The Class

Many people wonder what became of classmates with whom they failed to stay in touch. Are they married? Wealthy? Or are they described by neighbors in the lead story on the nightly news as “Quiet… He kept to himself a lot”? Usually, a Google search for the lost acquaintances or a look through school alumni pages offers answers. But some searches require more effort.

The Class takes up such questions with TV-series-style energy. As the series began, Ethan Haas (Jason Ritter) called everyone from his third grade class and invited them to a party. He didn’t just want to reunite the old gang, but to surprise his girlfriend Joanne (Kasey Wilson) on the 20th anniversary of the day they met, the first day of third grade. Theirs is a large old gang: the show features 11 regulars, with a focus on eight. The number is almost overwhelming for a half-hour, but the premiere episode, quite remarkably, established the backgrounds and personalities of all eight.

At the time of Ethan’s call, Richie (Jesse Tyler Ferguson) had just finished his suicide note and was about to down a handful of pills. Lina (Heather Goldenhersh) had discovered her boyfriend in bed with another girl, while her acid-tongued sister Kat (Lizzy Caplan) was busy in her darkroom. Duncan (Jon Bernthal) was arguing, again, with his mother (Julie Halston), with whom he lives.

All this swirling misery set the tone for what was in store for Ethan. During the reunion, Joanne announced that Ethan was smothering her and walked out, inspiring Kat to console him by pointing out that his sudden ex was “just that hateful, hurtful whore.” While the break-up was certainly the highlight of the party, it wasn’t the only drama. Other attendees revealed troubled relationships. Successful anchorwoman Holly (Lucy Punch) used the party to confront Kyle (Sean Maquire) for making out with boy during their prom date, while refusing to recognize that Perry (Sam Harris), the man she married, is even gayer than Kyle. Duncan was still lusting for Nicole (Andrea Anders), who is married to former NFL star Yonk Allen (David Keith), who told Nicole she was the best thing to happen to him… after the Super Bowl, a million dollar endorsement deal, and dinner at the White House. Of all the gang, only Kyle appeared to have a healthy and happy relationship.

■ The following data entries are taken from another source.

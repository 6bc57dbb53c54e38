// Instagram source client, backed by the Graph API `business_discovery` edge.
//
// business_discovery lets a business account read the public media of
// another business or creator account by username. Listings are paginated
// with an `after` cursor; we stop as soon as a page reaches past the
// lookback hint or the item cap.

use async_trait::async_trait;
use reqwest::StatusCode;
use serde::{Deserialize, Serialize};
use tracing::debug;

use super::http::{classify_status, snippet, ApiClient};
use super::rate_limit::Pacer;
use super::traits::{ItemRef, LookbackHint, RawItem, SourceClient};
use crate::error::SourceError;
use crate::models::{AccountSpec, SourceKind};
use crate::pipeline::normalize::parse_timestamp;

pub const DEFAULT_GRAPH_URL: &str = "https://graph.facebook.com/v21.0";

/// Fields requested for every media object.
const MEDIA_FIELDS: &str = "id,caption,media_type,media_product_type,timestamp,permalink,\
like_count,comments_count,children{id,media_type}";

/// Graph API caps page size at 100; smaller pages waste fewer fetches on
/// accounts that post rarely.
const PAGE_SIZE: usize = 25;

/// One media object as the Graph API returns it.
#[derive(Debug, Clone, Default, PartialEq, Serialize, Deserialize)]
pub struct InstagramMedia {
    pub id: String,
    #[serde(default)]
    pub caption: Option<String>,
    /// IMAGE, VIDEO or CAROUSEL_ALBUM.
    #[serde(default)]
    pub media_type: Option<String>,
    /// FEED, REELS, STORY, AD.
    #[serde(default)]
    pub media_product_type: Option<String>,
    #[serde(default)]
    pub timestamp: Option<String>,
    #[serde(default)]
    pub permalink: Option<String>,
    /// Missing when the owner hides like counts.
    #[serde(default)]
    pub like_count: Option<u64>,
    #[serde(default)]
    pub comments_count: Option<u64>,
    #[serde(default)]
    pub view_count: Option<u64>,
    #[serde(default)]
    pub children: Option<MediaChildren>,
}

#[derive(Debug, Clone, Default, PartialEq, Serialize, Deserialize)]
pub struct MediaChildren {
    #[serde(default)]
    pub data: Vec<MediaChild>,
}

#[derive(Debug, Clone, PartialEq, Serialize, Deserialize)]
pub struct MediaChild {
    pub id: String,
    #[serde(default)]
    pub media_type: Option<String>,
}

#[derive(Debug, Deserialize)]
struct DiscoveryResponse {
    business_discovery: Discovery,
}

#[derive(Debug, Deserialize)]
struct Discovery {
    #[serde(default)]
    media: Option<MediaPage>,
}

#[derive(Debug, Deserialize)]
struct MediaPage {
    #[serde(default)]
    data: Vec<InstagramMedia>,
    #[serde(default)]
    paging: Option<Paging>,
}

#[derive(Debug, Deserialize)]
struct Paging {
    #[serde(default)]
    cursors: Option<Cursors>,
}

#[derive(Debug, Deserialize)]
struct Cursors {
    #[serde(default)]
    after: Option<String>,
}

#[derive(Debug, Deserialize)]
struct GraphErrorBody {
    error: GraphError,
}

#[derive(Debug, Deserialize)]
struct GraphError {
    #[serde(default)]
    message: String,
    #[serde(default)]
    code: i64,
}

pub struct InstagramClient {
    api: ApiClient,
    access_token: String,
    business_account_id: String,
}

impl InstagramClient {
    pub fn new(
        graph_url: &str,
        access_token: &str,
        business_account_id: &str,
    ) -> anyhow::Result<Self> {
        Ok(Self {
            api: ApiClient::new(graph_url)?,
            access_token: access_token.to_string(),
            business_account_id: business_account_id.to_string(),
        })
    }

    async fn fetch_page(
        &self,
        pacer: &Pacer,
        username: &str,
        after: Option<&str>,
        limit: usize,
    ) -> Result<MediaPage, SourceError> {
        let media_edge = match after {
            Some(cursor) => format!("media.after({cursor}).limit({limit})"),
            None => format!("media.limit({limit})"),
        };
        let fields = format!("business_discovery.username({username}){{{media_edge}{{{MEDIA_FIELDS}}}}}");
        let path = format!("/{}", self.business_account_id);

        let response: DiscoveryResponse = self
            .api
            .get_json(
                pacer.requests(),
                &path,
                &[
                    ("fields", fields.as_str()),
                    ("access_token", self.access_token.as_str()),
                ],
                classify_graph_error,
            )
            .await?;

        Ok(response.business_discovery.media.unwrap_or(MediaPage {
            data: Vec::new(),
            paging: None,
        }))
    }
}

#[async_trait]
impl SourceClient for InstagramClient {
    fn kind(&self) -> SourceKind {
        SourceKind::Instagram
    }

    async fn list_recent(
        &self,
        account: &AccountSpec,
        hint: &LookbackHint,
        pacer: &Pacer,
    ) -> Result<Vec<RawItem>, SourceError> {
        let mut items: Vec<RawItem> = Vec::new();
        let mut cursor: Option<String> = None;

        loop {
            let remaining = hint.max_items.saturating_sub(items.len());
            if remaining == 0 {
                break;
            }

            let page = self
                .fetch_page(
                    pacer,
                    &account.id,
                    cursor.as_deref(),
                    remaining.min(PAGE_SIZE),
                )
                .await?;

            let reached_window_start = page
                .data
                .last()
                .and_then(|m| m.timestamp.as_deref())
                .and_then(parse_timestamp)
                .is_some_and(|ts| ts < hint.since);
            let page_len = page.data.len();

            items.extend(page.data.into_iter().map(RawItem::Instagram));

            debug!(
                account = %account.id,
                page_items = page_len,
                total = items.len(),
                "Fetched Instagram media page"
            );

            cursor = page.paging.and_then(|p| p.cursors).and_then(|c| c.after);
            if reached_window_start || page_len == 0 || cursor.is_none() {
                break;
            }
        }

        items.truncate(hint.max_items);
        Ok(items)
    }

    async fn fetch_detail(&self, item: &ItemRef, pacer: &Pacer) -> Result<RawItem, SourceError> {
        let path = format!("/{}", item.source_id);
        let media: InstagramMedia = self
            .api
            .get_json(
                pacer.requests(),
                &path,
                &[
                    ("fields", MEDIA_FIELDS),
                    ("access_token", self.access_token.as_str()),
                ],
                classify_graph_error,
            )
            .await?;
        Ok(RawItem::Instagram(media))
    }
}

/// Map a Graph API error body onto the source error taxonomy. Graph reports
/// most failures as HTTP 400 with a numeric code, so the status alone says
/// little.
pub fn classify_graph_error(status: StatusCode, body: &str) -> SourceError {
    let Ok(parsed) = serde_json::from_str::<GraphErrorBody>(body) else {
        return classify_status(status, body);
    };
    let GraphError { message, code } = parsed.error;
    let message = format!("graph error {code}: {}", snippet(&message));

    match code {
        // Application, user and page-level throttling.
        4 | 17 | 32 | 613 => SourceError::rate_limited(message),
        // Permission errors and expired tokens.
        10 | 190 | 200..=299 => SourceError::AccessDenied(message),
        // Unknown username, bad object id.
        24 | 100 | 110 | 803 => SourceError::NotFound(message),
        // Unknown and temporary service errors.
        1 | 2 => SourceError::Transient(message),
        _ => match classify_status(status, body) {
            SourceError::Transient(_) => SourceError::Transient(message),
            other => other,
        },
    }
}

In order to jump start the series, the reunion allowed the characters to reestablish bonds. Richie and the heartbroken Lina hooked up (until he accidentally ran her over with his car), Nicole headed over to Duncan’s house after dropping her husband off at the airport, and polar opposites Kat and Ethan seemed destined to become friends, if not more.

Because so much was going on, the pilot episode had the feeling of a 30-minute trailer: “Here are our characters, tune in next week to see what happens.” Any one of the storylines introduced could have sustained the half-hour by itself. In an interview with USA Today, creator Jeffrey Klarik said he and David Crane agreed to not feature each story arc in every episode: “Let’s do some where we have one story with more characters or just three stories and we don’t see some characters” ( “Large Cast Moves Sitcom to a New ‘Class,'” 14 September 2006). This could be both a blessing and a curse.

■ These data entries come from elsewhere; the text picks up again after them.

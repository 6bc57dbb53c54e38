// Text Service trait — the swap-ready abstraction over summarization APIs.

use async_trait::async_trait;

use crate::error::TextServiceError;

/// What the service is asked to summarize.
#[derive(Debug, Clone, PartialEq, Eq)]
pub enum SummaryInput {
    /// Plain transcript text.
    Transcript(String),
    /// A reference to the episode's audio, for backends that transcribe
    /// themselves.
    Audio { url: String },
}

/// Instruction shared by every backend.
pub const SUMMARY_PROMPT: &str = "Summarize this podcast episode in detail for a competitor \
analysis report. Cover the main topics, notable insights and claims, guests, and any \
products or announcements mentioned. Use short paragraphs or bullet points.";

#[async_trait]
pub trait TextService: Send + Sync {
    /// Short backend name for logs.
    fn name(&self) -> &'static str;

    /// Produce a summary. Every error leaves the episode in the result with
    /// unknown text.
    async fn summarize(&self, input: &SummaryInput) -> Result<String, TextServiceError>;
}

/// Cut a transcript to at most `max_chars` characters on a char boundary.
pub fn truncate_transcript(text: &str, max_chars: usize) -> String {
    crate::output::truncate_chars(text, max_chars)
}
// GET /api/accounts — the configured accounts per source.

use axum::extract::State;
use axum::http::StatusCode;
use axum::response::{IntoResponse, Response};
use axum::Json;

use crate::config::AnalysisConfig;
use crate::web::{api_error, AppState};

pub async fn list_accounts(State(state): State<AppState>) -> Response {
    match AnalysisConfig::load(&state.config.analysis_config_path) {
        Ok(analysis) => Json(serde_json::json!({
            "instagram": analysis.instagram,
            "youtube": analysis.youtube,
            "settings": analysis.settings,
        }))
        .into_response(),
        Err(e) => api_error(StatusCode::BAD_REQUEST, &e.to_string()),
    }
}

The blessing is that each story will presumably develop slowly. The curse is that viewers who become more attached to some characters than others will likely switch channels if their favorites are not the featured story for the night. I most liked Kat and was most intrigued by the impending relationship of Lina and sad-sack Richie, while the Duncan/Nicole/Yonk triangle already seemed too familiar. Those episodes focused on the triangle will be hard-pressed to hold my attention, aside from the amusing bickering between Duncan and his mother.

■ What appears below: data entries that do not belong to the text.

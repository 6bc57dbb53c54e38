use std::path::PathBuf;
use std::process::ExitCode;

use anyhow::Result;
use chrono::{DateTime, Utc};
use clap::{Parser, Subcommand};
use colored::Colorize;
use indicatif::{ProgressBar, ProgressStyle};
use tracing::info;

use rivalscan::config::{AnalysisConfig, Config};
use rivalscan::models::{AccountReport, AccountSpec, RunStatus, SourceKind};
use rivalscan::pipeline::aggregate::RunObserver;

/// rivalscan: see what your competitors published this week.
///
/// Pulls recent content from configured Instagram accounts and YouTube
/// channels, ranks posts by engagement and summarizes podcast episodes.
#[derive(Parser)]
#[command(name = "rivalscan", version, about)]
struct Cli {
    #[command(subcommand)]
    command: Commands,
}

#[derive(Subcommand)]
enum Commands {
    /// Run an analysis for one source and write the result artifact
    Run {
        /// Source to analyze (instagram or youtube)
        source: SourceKind,

        /// Analysis config file (default: $RIVALSCAN_CONFIG or rivalscan.json)
        #[arg(long)]
        config: Option<PathBuf>,

        /// Directory for the result artifact (default: $RIVALSCAN_OUTPUT_DIR or output)
        #[arg(long)]
        output_dir: Option<PathBuf>,

        /// Replay a recorded fixture file instead of calling the platform
        #[arg(long)]
        fixture: Option<PathBuf>,

        /// Print the result without writing the artifact
        #[arg(long)]
        no_write: bool,

        /// Reference time for the window (RFC 3339, default: now)
        #[arg(long)]
        as_of: Option<DateTime<Utc>>,
    },

    /// List the configured accounts per source
    Accounts {
        #[arg(long)]
        config: Option<PathBuf>,
    },

    /// Validate the analysis config and check credentials
    CheckConfig {
        #[arg(long)]
        config: Option<PathBuf>,
    },

    /// Show the last persisted result for a source
    Status {
        source: SourceKind,

        #[arg(long)]
        output_dir: Option<PathBuf>,
    },

    /// Serve the analysis endpoint over HTTP
    #[cfg(feature = "web")]
    Serve {
        /// Port to listen on (default: 3000)
        #[arg(long, default_value = "3000")]
        port: u16,

        /// Address to bind (default: 127.0.0.1)
        #[arg(long, default_value = "127.0.0.1")]
        bind: String,

        /// Replay `<dir>/<source>.json` fixtures instead of calling the platforms
        #[arg(long)]
        fixture_dir: Option<PathBuf>,
    },
}

#[tokio::main]
async fn main() -> Result<ExitCode> {
    // Load .env file if present (silently ignore if missing)
    let _ = dotenvy::dotenv();

    // Set up structured logging
    tracing_subscriber::fmt()
        .with_env_filter(
            tracing_subscriber::EnvFilter::try_from_default_env()
                .unwrap_or_else(|_| tracing_subscriber::EnvFilter::new("rivalscan=info")),
        )
        .init();

    let cli = Cli::parse();

    match cli.command {
        Commands::Run {
            source,
            config: config_path,
            output_dir,
            fixture,
            no_write,
            as_of,
        } => {
            let mut config = Config::load()?;
            if let Some(path) = config_path {
                config.analysis_config_path = path;
            }
            if let Some(dir) = output_dir {
                config.output_dir = dir;
            }

            let analysis = AnalysisConfig::load(&config.analysis_config_path)?;
            let ctx = rivalscan::pipeline::build_context(
                &config,
                &analysis,
                source,
                fixture.as_deref(),
            )?;

            let reference_time = as_of.unwrap_or_else(Utc::now);
            println!(
                "Analyzing {} {} accounts...",
                ctx.accounts.len(),
                source.to_string().bold()
            );

            let progress = ProgressObserver::new(ctx.accounts.len());
            let result = if no_write {
                rivalscan::pipeline::run_analysis(&ctx, reference_time, &progress).await
            } else {
                let path = config.artifact_path(source);
                let result =
                    rivalscan::pipeline::run_and_persist(&ctx, &path, reference_time, &progress)
                        .await?;
                info!(path = %path.display(), "Artifact updated");
                result
            };
            progress.finish();

            rivalscan::output::terminal::display_run_result(&result);
            if !no_write {
                println!(
                    "\nResults written to {}",
                    config.artifact_path(source).display()
                );
            }

            return Ok(exit_code(result.stats.status));
        }

        Commands::Accounts { config: config_path } => {
            let mut config = Config::load()?;
            if let Some(path) = config_path {
                config.analysis_config_path = path;
            }
            let analysis = AnalysisConfig::load(&config.analysis_config_path)?;
            rivalscan::output::terminal::display_accounts(&analysis);
        }

        Commands::CheckConfig { config: config_path } => {
            let mut config = Config::load()?;
            if let Some(path) = config_path {
                config.analysis_config_path = path;
            }
            let analysis = AnalysisConfig::load(&config.analysis_config_path)?;
            println!(
                "Config OK: {}",
                config.analysis_config_path.display().to_string().bold()
            );
            println!(
                "  window {} days, top {}, concurrency {}",
                analysis.settings.window_days,
                analysis.settings.top_k,
                analysis.settings.concurrency
            );

            for source in [SourceKind::Instagram, SourceKind::Youtube] {
                let count = analysis.accounts(source).len();
                if count == 0 {
                    println!("  {source}: {}", "no accounts".dimmed());
                    continue;
                }
                match config.require_source(source) {
                    Ok(()) => println!("  {source}: {count} accounts, {}", "credentials set".green()),
                    Err(e) => println!("  {source}: {count} accounts, {} {e}", "Warning:".yellow()),
                }
            }

            let summarizer_key = match analysis.settings.summarization_backend {
                rivalscan::config::SummarizationBackend::ServiceA => &config.gemini_api_key,
                rivalscan::config::SummarizationBackend::ServiceB => &config.openai_api_key,
            };
            if !analysis.youtube.is_empty() && summarizer_key.is_none() {
                println!(
                    "  {} no text service key set; episode summaries will be unavailable",
                    "Warning:".yellow()
                );
            }
        }

        Commands::Status { source, output_dir } => {
            let mut config = Config::load()?;
            if let Some(dir) = output_dir {
                config.output_dir = dir;
            }
            rivalscan::status::show(source, &config.artifact_path(source))?;
        }

        #[cfg(feature = "web")]
        Commands::Serve {
            port,
            bind,
            fixture_dir,
        } => {
            let config = Config::load()?;
            rivalscan::web::run_server(config, fixture_dir, port, &bind).await?;
        }
    }

    Ok(ExitCode::SUCCESS)
}

/// 0 complete, 3 partial, 2 degraded. Hard failures exit 1 via `Err`.
fn exit_code(status: RunStatus) -> ExitCode {
    match status {
        RunStatus::Complete => ExitCode::SUCCESS,
        RunStatus::Partial => ExitCode::from(3),
        RunStatus::Degraded => ExitCode::from(2),
    }
}

/// Account-level progress bar for `rivalscan run`.
struct ProgressObserver {
    pb: ProgressBar,
}

impl ProgressObserver {
    fn new(accounts: usize) -> Self {
        let pb = ProgressBar::new(accounts as u64);
        if let Ok(style) =
            ProgressStyle::default_bar().template("  Accounts [{bar:30}] {pos}/{len} {msg}")
        {
            pb.set_style(style);
        }
        Self { pb }
    }

    fn finish(&self) {
        self.pb.finish_and_clear();
    }
}

impl RunObserver for ProgressObserver {
    fn account_started(&self, account: &AccountSpec) {
        self.pb.set_message(account.label().to_string());
    }

    fn account_finished(&self, _report: &AccountReport) {
        self.pb.inc(1);
    }
}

Indeed, the series’ humor provides exposition. After listening to Joanne’s rant about Ethan’s excessive attentiveness, the desperate-for-love Lina confronted her: “If someone left notes in my diaphragm case, I’d just shut up!” And Kat, upon receiving Ethan’s invitation, informed him, “It’s funny. I have no recollection of either you or Joanne. But you really sound like people I would hate.”

Unfortunately, it’s hard to picture where the show will go from here without becoming an expanded version of Friends. Unlikely unions, break-ups, pregnancies, and career challenges all seem to be in the cards, and, of course, the eight will support and ridicule one another. Childhood relationships that ended decades ago seem unlikely grounds for everyone to care much about one another’s fates. Only Duncan remembers Ethan when he calls, but we are supposed to buy that the others are so empathetic about Ethan’s pain following his break-up that they stick around. It’s a stretch, at the least.

To make up for this major hole in logic, The Class features winning characterizations and clever one-liners: when one character noted the group’s old principal looked like a “giant penis,” another responded, “Yeah, and the turtlenecks didn’t help.” Such high points are brief, however. Hopefully, the show will be more focused in coming episodes, as there is much to work with. Perhaps too much.